Decolamos às 11:25 horas. Foram duas horas de vôo sobre a floresta, pancadas de chuva, nuvens carregadas e céu iluminado. Uma mistura de medo, aventura e fé.
Descemos em Jordão sob um sol forte e abraços dos amigos. Quando abrimos a porta do pequeno avião, toca o celular de uma passageira, que levava o filho de seis dias de nascido. O toque do celular era a música "Pássaro de Fogo", na voz de Paula Fernandes.
Não podia ser diferente. Jordão é sempre um lugar de acolhida, de festa, de luta, de paixão. E nada melhor do que "Pássaro de Fogo" para representar essa sinfonia do coletivo e do pessoal, da terra e da água, da floresta e de seus entes mágicos, da angústia e da ressurreição.

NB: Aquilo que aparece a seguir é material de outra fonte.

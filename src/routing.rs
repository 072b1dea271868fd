//! Application router configuration.

use axum::{
    Json, Router,
    http::{Method, StatusCode, header::CONTENT_TYPE},
    response::{IntoResponse, Response},
    routing::get,
};
use serde_json::json;
use tower_http::cors::{Any, CorsLayer};

use crate::{
    AppState,
    category::get_categories_endpoint,
    endpoints,
    error::ErrorBody,
    expense::{
        create_expense_endpoint, delete_expense_endpoint, edit_expense_endpoint,
        get_expense_endpoint, get_expenses_endpoint,
    },
    summary::{get_monthly_summary_endpoint, get_summary_endpoint},
};

/// Return a router with all the app's routes.
///
/// Browsers on any origin may call the API.
pub fn build_router(state: AppState) -> Router {
    let cors = CorsLayer::new()
        .allow_origin(Any)
        .allow_methods([Method::GET, Method::POST, Method::PUT, Method::DELETE])
        .allow_headers([CONTENT_TYPE]);

    Router::new()
        .route(endpoints::HEALTH, get(get_health))
        .route(
            endpoints::EXPENSES,
            get(get_expenses_endpoint).post(create_expense_endpoint),
        )
        .route(
            endpoints::EXPENSE,
            get(get_expense_endpoint)
                .put(edit_expense_endpoint)
                .delete(delete_expense_endpoint),
        )
        .route(endpoints::SUMMARY, get(get_summary_endpoint))
        .route(endpoints::MONTHLY_SUMMARY, get(get_monthly_summary_endpoint))
        .route(endpoints::CATEGORIES, get(get_categories_endpoint))
        .fallback(get_404_not_found)
        .layer(cors)
        .with_state(state)
}

/// Check that the API is up.
async fn get_health() -> Json<serde_json::Value> {
    Json(json!({ "message": "API is working" }))
}

async fn get_404_not_found() -> Response {
    (
        StatusCode::NOT_FOUND,
        Json(ErrorBody {
            message: "the requested route does not exist".to_owned(),
        }),
    )
        .into_response()
}

#[cfg(test)]
mod tests {
    use axum::http::{HeaderValue, StatusCode, header};
    use axum_test::TestServer;
    use serde_json::{Value, json};

    use crate::{
        AppState, Ledger, build_router, endpoints,
        endpoints::format_endpoint,
        expense::Expense,
    };

    fn get_test_server() -> TestServer {
        let state = AppState::new(Ledger::in_memory(), "Etc/UTC");

        TestServer::try_new(build_router(state)).expect("Could not create test server.")
    }

    #[tokio::test]
    async fn health_check_responds() {
        let server = get_test_server();

        let response = server.get(endpoints::HEALTH).await;

        response.assert_status_ok();
        assert_eq!(
            response.json::<Value>(),
            json!({ "message": "API is working" })
        );
    }

    #[tokio::test]
    async fn unknown_route_is_json_not_found() {
        let server = get_test_server();

        let response = server.get("/nope").await;

        response.assert_status_not_found();
        assert!(response.json::<Value>()["message"].is_string());
    }

    #[tokio::test]
    async fn lists_known_categories() {
        let server = get_test_server();

        let response = server.get(endpoints::CATEGORIES).await;

        response.assert_status_ok();
        let body: Value = response.json();
        assert_eq!(body[0], json!({ "name": "Food", "color": "#f97316" }));
        assert_eq!(body.as_array().map(Vec::len), Some(5));
    }

    #[tokio::test]
    async fn cors_allows_any_origin() {
        let server = get_test_server();

        let response = server
            .get(endpoints::HEALTH)
            .add_header(header::ORIGIN, HeaderValue::from_static("http://localhost:3000"))
            .await;

        assert_eq!(
            response.header(header::ACCESS_CONTROL_ALLOW_ORIGIN),
            HeaderValue::from_static("*")
        );
    }

    #[tokio::test]
    async fn expense_lifecycle() {
        let server = get_test_server();

        let created: Expense = server
            .post(endpoints::EXPENSES)
            .json(&json!({
                "itemname": "Lunch",
                "itemprice": 12.5,
                "dateofpurchase": "2024-03-15",
                "category": "Food",
            }))
            .await
            .json();
        let endpoint = format_endpoint(endpoints::EXPENSE, created.id);

        server
            .put(&endpoint)
            .json(&json!({
                "itemname": "Lunch",
                "itemprice": 20,
                "dateofpurchase": "2024-03-15",
                "category": "Food",
            }))
            .await
            .assert_status_ok();
        let summary: Value = server.get(endpoints::SUMMARY).await.json();
        assert_eq!(summary["category_totals"]["Food"], 20.0);

        server.delete(&endpoint).await.assert_status_ok();
        server.get(&endpoint).await.assert_status_not_found();
        let expenses: Vec<Expense> = server.get(endpoints::EXPENSES).await.json();
        assert!(expenses.is_empty());
    }

    #[tokio::test]
    async fn malformed_json_is_rejected() {
        let server = get_test_server();

        let response = server
            .post(endpoints::EXPENSES)
            .content_type("application/json")
            .text("{not json")
            .await;

        assert!(response.status_code().is_client_error());
        assert_ne!(response.status_code(), StatusCode::CREATED);
        assert!(response.json::<Value>()["message"].is_string());
    }

    #[tokio::test]
    async fn wrong_typed_body_field_is_json_error() {
        let server = get_test_server();

        let response = server
            .post(endpoints::EXPENSES)
            .json(&json!({
                "itemname": ["Lunch"],
                "itemprice": 12.5,
                "dateofpurchase": "2024-03-15",
                "category": "Food",
            }))
            .await;

        response.assert_status(StatusCode::UNPROCESSABLE_ENTITY);
        assert!(response.json::<Value>()["message"].is_string());
    }

    #[tokio::test]
    async fn non_numeric_expense_id_is_json_bad_request() {
        let server = get_test_server();

        for response in [
            server.get("/expenses/abc").await,
            server.delete("/expenses/abc").await,
        ] {
            response.assert_status(StatusCode::BAD_REQUEST);
            assert!(response.json::<Value>()["message"].is_string());
        }
    }

    #[tokio::test]
    async fn out_of_range_month_query_is_json_bad_request() {
        let server = get_test_server();

        let response = server
            .get(endpoints::MONTHLY_SUMMARY)
            .add_query_param("month", 300)
            .add_query_param("year", 2024)
            .await;

        response.assert_status(StatusCode::BAD_REQUEST);
        assert!(response.json::<Value>()["message"].is_string());
    }
}
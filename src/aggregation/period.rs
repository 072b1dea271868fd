//! Calendar month filtering and "current month" statistics.

use serde::{Serialize, ser::SerializeStruct};
use time::{Date, Month};

use crate::{
    Error,
    aggregation::total_spent,
    error::Field,
    expense::Expense,
};

/// A calendar month of a specific year, e.g. March 2024.
#[derive(Debug, Clone, Copy, PartialEq, Eq, Hash)]
pub struct Period {
    year: i32,
    month: Month,
}

impl Period {
    /// Create a period from a 1-based month number and a year.
    ///
    /// # Errors
    /// Returns [Error::Validation] for [Field::Month] if `month` is not in 1-12.
    pub fn new(year: i32, month: u8) -> Result<Self, Error> {
        let month = Month::try_from(month).map_err(|_| {
            Error::validation(Field::Month, format!("{month} is not a month number (1-12)"))
        })?;

        Ok(Self { year, month })
    }

    /// The period that `date` falls in.
    pub fn containing(date: Date) -> Self {
        Self {
            year: date.year(),
            month: date.month(),
        }
    }

    /// The year of the period.
    pub fn year(&self) -> i32 {
        self.year
    }

    /// The month of the period.
    pub fn month(&self) -> Month {
        self.month
    }

    /// Whether `date` falls in this period.
    pub fn contains(&self, date: Date) -> bool {
        date.year() == self.year && date.month() == self.month
    }
}

impl Serialize for Period {
    fn serialize<S: serde::Serializer>(&self, serializer: S) -> Result<S::Ok, S::Error> {
        let mut state = serializer.serialize_struct("Period", 2)?;
        state.serialize_field("year", &self.year)?;
        state.serialize_field("month", &u8::from(self.month))?;
        state.end()
    }
}

/// Totals for the expenses of a period.
#[derive(Debug, Clone, Copy, PartialEq, Serialize)]
pub struct PeriodStatistics {
    /// The sum of the prices in the period.
    pub total: f64,
    /// The number of expenses in the period.
    pub count: usize,
    /// The total spread over the days of the month that have passed so far.
    pub daily_average: f64,
}

/// The expenses of `expenses` that were purchased within `period`, in their original order.
pub fn filter_by_period(expenses: &[Expense], period: Period) -> Vec<Expense> {
    expenses
        .iter()
        .filter(|expense| period.contains(expense.date_of_purchase))
        .cloned()
        .collect()
}

/// Calculate the total, count and daily average of `expenses`.
///
/// `expenses` is typically the output of [filter_by_period] for the month
/// containing `today`. The daily average divides the total by the day of the
/// month of `today`, and is zero if that day is zero.
pub fn period_statistics(expenses: &[Expense], today: Date) -> PeriodStatistics {
    let total = total_spent(expenses);
    let days_passed = today.day();

    let daily_average = if days_passed > 0 {
        total / f64::from(days_passed)
    } else {
        0.0
    };

    PeriodStatistics {
        total,
        count: expenses.len(),
        daily_average,
    }
}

Do aeroporto para o Centro de Florestania. Uma demorada reunião, aonde as angústias do povo e suas esperanças ficaram na mesma mesa. Jordão precisa de investimentos que apontem no rumo da produção local e evite a importação onerosa de bens de consumo.
Criação de pequenos animais, avicultura, corte e costura, piscicultura, manejo florestal, apoio às aldeias indígenas. O rumo que Jordão quer trilhar. Em março o nosso gabinete realizará um seminário em Jordão para discutir e apoiar esse rumo.
Ao entardecer, a procissão. Numa sinfonia entre os últimos raios de sol e a mata que os acolhe, participamos da procissão de São Sebastião. Numa inovação da Igreja Católica, a missa foi sendo celebrada durante a procissão.
Pelas pequenas ruas de Jordão, cânticos religiosos, meninos que choravam, mulheres indígenas e seus colares, homens de mão calejada na floresta e nas margens dos rios, orações silenciosas e promessas que só Deus saberá o que lhes foi pedido em segredo de fé.
Às 23:40 horas o cantor Evaldo Freire sobe ao palco e recebe aplausos de uma multidão de jovens, extrativistas e ribeirinhos, mulheres lindas de Jordão, toda a cidade e toda a zona rural. O clube está cheio e a rua da frente lotada.
Quatro da manhã. Acho que ninguém pensou na ressaca e na dor de cabeça. A multidão se dispersa pelas ruas de Jordão. A madrugada é uma orquestra de desejos e frustrações. Quem amou Jordão assim, como menino descalço, como mulher perdida na noite, como amante.
Jordão será sempre uma terra de sonhos e seu rio, ora caudaloso, ora evaporando como o orvalho, será o encontro da dor e da alegria. Jordão é lugar sagrado e seu povo lutador resiste como uma ilha de esperanças e de belas utopias.
Jordão me deixa sempre melhor, mais perto das esperanças populares, de seus lamentos e de sua escatológica espera, de meus amigos, de sua fidelidade e de sua paixão.
A volta de Jordão é sempre uma liturgia, a vontade de ficar mais tempo lá, aprender mais, ganhar mais leveza, mais humanidade.
2 comentários:
Fico imaginando como não deveriam se sentir as senhoras na idade média diante da imagem de São Sebastião quando era a unica oportunidade de apreciar o nu masculino em uma época de tanta repressão sexual. Deviam ter um verdadeiro arrebatamento.
Como um ser alado busco no meu sonho aproximar-me da alma desse escritor tão acreano que faz das suas palavras a ferramenta maior em prol de uma sociedade mas digna.